Reproduce the whole listing that follows, exactly as it stands.

DATA FOR PROCESSING: Begin

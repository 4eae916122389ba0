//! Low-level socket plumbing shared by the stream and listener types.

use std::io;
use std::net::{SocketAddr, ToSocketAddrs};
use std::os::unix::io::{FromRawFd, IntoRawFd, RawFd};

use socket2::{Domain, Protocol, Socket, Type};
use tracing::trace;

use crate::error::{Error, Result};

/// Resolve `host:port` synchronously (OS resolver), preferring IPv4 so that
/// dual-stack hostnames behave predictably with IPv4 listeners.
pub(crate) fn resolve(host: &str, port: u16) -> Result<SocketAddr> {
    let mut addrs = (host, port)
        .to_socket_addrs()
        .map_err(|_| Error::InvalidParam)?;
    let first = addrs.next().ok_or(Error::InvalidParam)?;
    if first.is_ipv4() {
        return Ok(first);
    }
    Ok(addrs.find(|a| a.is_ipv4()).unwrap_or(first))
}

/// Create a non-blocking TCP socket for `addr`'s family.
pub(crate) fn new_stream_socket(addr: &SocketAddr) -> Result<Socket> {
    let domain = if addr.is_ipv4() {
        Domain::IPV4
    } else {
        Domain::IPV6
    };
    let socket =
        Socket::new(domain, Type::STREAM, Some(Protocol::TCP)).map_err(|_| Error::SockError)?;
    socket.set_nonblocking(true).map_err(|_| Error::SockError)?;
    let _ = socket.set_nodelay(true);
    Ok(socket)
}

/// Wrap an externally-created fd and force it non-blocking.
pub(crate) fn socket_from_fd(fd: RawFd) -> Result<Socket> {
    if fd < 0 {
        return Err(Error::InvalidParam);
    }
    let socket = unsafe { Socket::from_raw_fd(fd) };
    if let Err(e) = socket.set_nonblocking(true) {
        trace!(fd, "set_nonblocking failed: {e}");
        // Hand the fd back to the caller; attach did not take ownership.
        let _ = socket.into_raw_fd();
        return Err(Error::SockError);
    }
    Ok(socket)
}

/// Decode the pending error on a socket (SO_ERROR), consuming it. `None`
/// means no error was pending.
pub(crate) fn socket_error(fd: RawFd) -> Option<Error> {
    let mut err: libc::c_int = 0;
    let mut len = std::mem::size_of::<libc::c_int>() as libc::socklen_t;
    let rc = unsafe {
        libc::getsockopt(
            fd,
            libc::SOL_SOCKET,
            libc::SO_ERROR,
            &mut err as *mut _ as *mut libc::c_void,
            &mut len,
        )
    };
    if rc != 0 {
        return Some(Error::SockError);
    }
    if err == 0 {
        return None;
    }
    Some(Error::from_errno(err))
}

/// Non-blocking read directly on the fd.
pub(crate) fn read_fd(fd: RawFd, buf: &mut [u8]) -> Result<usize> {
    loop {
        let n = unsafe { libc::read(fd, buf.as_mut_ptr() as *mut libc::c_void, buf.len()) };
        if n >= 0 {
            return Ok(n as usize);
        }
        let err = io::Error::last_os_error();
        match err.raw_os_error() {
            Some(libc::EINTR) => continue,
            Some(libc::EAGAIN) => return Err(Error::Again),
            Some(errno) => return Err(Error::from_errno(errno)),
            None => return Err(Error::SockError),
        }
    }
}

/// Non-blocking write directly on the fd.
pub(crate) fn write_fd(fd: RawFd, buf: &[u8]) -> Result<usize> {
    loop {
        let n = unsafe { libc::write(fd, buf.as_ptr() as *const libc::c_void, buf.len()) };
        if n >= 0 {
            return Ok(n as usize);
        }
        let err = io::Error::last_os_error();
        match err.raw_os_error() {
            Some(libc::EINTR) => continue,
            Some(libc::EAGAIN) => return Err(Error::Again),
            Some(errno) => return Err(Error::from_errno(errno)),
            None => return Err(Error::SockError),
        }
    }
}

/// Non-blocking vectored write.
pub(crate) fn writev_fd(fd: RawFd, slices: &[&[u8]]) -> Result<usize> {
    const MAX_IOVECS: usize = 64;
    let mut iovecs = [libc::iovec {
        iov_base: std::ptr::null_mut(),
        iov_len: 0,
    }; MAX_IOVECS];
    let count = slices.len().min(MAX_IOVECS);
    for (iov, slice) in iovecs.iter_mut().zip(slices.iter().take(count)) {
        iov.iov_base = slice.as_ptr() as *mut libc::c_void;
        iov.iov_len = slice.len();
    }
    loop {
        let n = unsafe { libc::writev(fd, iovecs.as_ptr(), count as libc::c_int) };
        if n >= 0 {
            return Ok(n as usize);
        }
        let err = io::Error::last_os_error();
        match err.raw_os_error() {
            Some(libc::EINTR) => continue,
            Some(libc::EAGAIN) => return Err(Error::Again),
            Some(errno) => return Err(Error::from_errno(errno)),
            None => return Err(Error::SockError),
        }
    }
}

DATA FOR PROCESSING: End

### OUTPUT:
repository 4eae916122389ba0
//! Low-level socket plumbing shared by the stream and listener types.

use std::io;
use std::net::{SocketAddr, ToSocketAddrs};
use std::os::unix::io::{FromRawFd, IntoRawFd, RawFd};

use socket2::{Domain, Protocol, Socket, Type};
use tracing::trace;

use crate::error::{Error, Result};

/// Resolve `host:port` synchronously (OS resolver), preferring IPv4 so that
/// dual-stack hostnames behave predictably with IPv4 listeners.
pub(crate) fn resolve(host: &str, port: u16) -> Result<SocketAddr> {
    let mut addrs = (host, port)
        .to_socket_addrs()
        .map_err(|_| Error::InvalidParam)?;
    let first = addrs.next().ok_or(Error::InvalidParam)?;
    if first.is_ipv4() {
        return Ok(first);
    }
    Ok(addrs.find(|a| a.is_ipv4()).unwrap_or(first))
}

/// Create a non-blocking TCP socket for `addr`'s family.
pub(crate) fn new_stream_socket(addr: &SocketAddr) -> Result<Socket> {
    let domain = if addr.is_ipv4() {
        Domain::IPV4
    } else {
        Domain::IPV6
    };
    let socket =
        Socket::new(domain, Type::STREAM, Some(Protocol::TCP)).map_err(|_| Error::SockError)?;
    socket.set_nonblocking(true).map_err(|_| Error::SockError)?;
    let _ = socket.set_nodelay(true);
    Ok(socket)
}

/// Wrap an externally-created fd and force it non-blocking.
pub(crate) fn socket_from_fd(fd: RawFd) -> Result<Socket> {
    if fd < 0 {
        return Err(Error::InvalidParam);
    }
    let socket = unsafe { Socket::from_raw_fd(fd) };
    if let Err(e) = socket.set_nonblocking(true) {
        trace!(fd, "set_nonblocking failed: {e}");
        // Hand the fd back to the caller; attach did not take ownership.
        let _ = socket.into_raw_fd();
        return Err(Error::SockError);
    }
    Ok(socket)
}

/// Decode the pending error on a socket (SO_ERROR), consuming it. `None`
/// means no error was pending.
pub(crate) fn socket_error(fd: RawFd) -> Option<Error> {
    let mut err: libc::c_int = 0;
    let mut len = std::mem::size_of::<libc::c_int>() as libc::socklen_t;
    let rc = unsafe {
        libc::getsockopt(
            fd,
            libc::SOL_SOCKET,
            libc::SO_ERROR,
            &mut err as *mut _ as *mut libc::c_void,
            &mut len,
        )
    };
    if rc != 0 {
        return Some(Error::SockError);
    }
    if err == 0 {
        return None;
    }
    Some(Error::from_errno(err))
}

/// Non-blocking read directly on the fd.
pub(crate) fn read_fd(fd: RawFd, buf: &mut [u8]) -> Result<usize> {
    loop {
        let n = unsafe { libc::read(fd, buf.as_mut_ptr() as *mut libc::c_void, buf.len()) };
        if n >= 0 {
            return Ok(n as usize);
        }
        let err = io::Error::last_os_error();
        match err.raw_os_error() {
            Some(libc::EINTR) => continue,
            Some(libc::EAGAIN) => return Err(Error::Again),
            Some(errno) => return Err(Error::from_errno(errno)),
            None => return Err(Error::SockError),
        }
    }
}

/// Non-blocking write directly on the fd.
pub(crate) fn write_fd(fd: RawFd, buf: &[u8]) -> Result<usize> {
    loop {
        let n = unsafe { libc::write(fd, buf.as_ptr() as *const libc::c_void, buf.len()) };
        if n >= 0 {
            return Ok(n as usize);
        }
        let err = io::Error::last_os_error();
        match err.raw_os_error() {
            Some(libc::EINTR) => continue,
            Some(libc::EAGAIN) => return Err(Error::Again),
            Some(errno) => return Err(Error::from_errno(errno)),
            None => return Err(Error::SockError),
        }
    }
}

/// Non-blocking vectored write.
pub(crate) fn writev_fd(fd: RawFd, slices: &[&[u8]]) -> Result<usize> {
    const MAX_IOVECS: usize = 64;
    let mut iovecs = [libc::iovec {
        iov_base: std::ptr::null_mut(),
        iov_len: 0,
    }; MAX_IOVECS];
    let count = slices.len().min(MAX_IOVECS);
    for (iov, slice) in iovecs.iter_mut().zip(slices.iter().take(count)) {
        iov.iov_base = slice.as_ptr() as *mut libc::c_void;
        iov.iov_len = slice.len();
    }
    loop {
        let n = unsafe { libc::writev(fd, iovecs.as_ptr(), count as libc::c_int) };
        if n >= 0 {
            return Ok(n as usize);
        }
        let err = io::Error::last_os_error();
        match err.raw_os_error() {
            Some(libc::EINTR) => continue,
            Some(libc::EAGAIN) => return Err(Error::Again),
            Some(errno) => return Err(Error::from_errno(errno)),
            None => return Err(Error::SockError),
        }
    }
}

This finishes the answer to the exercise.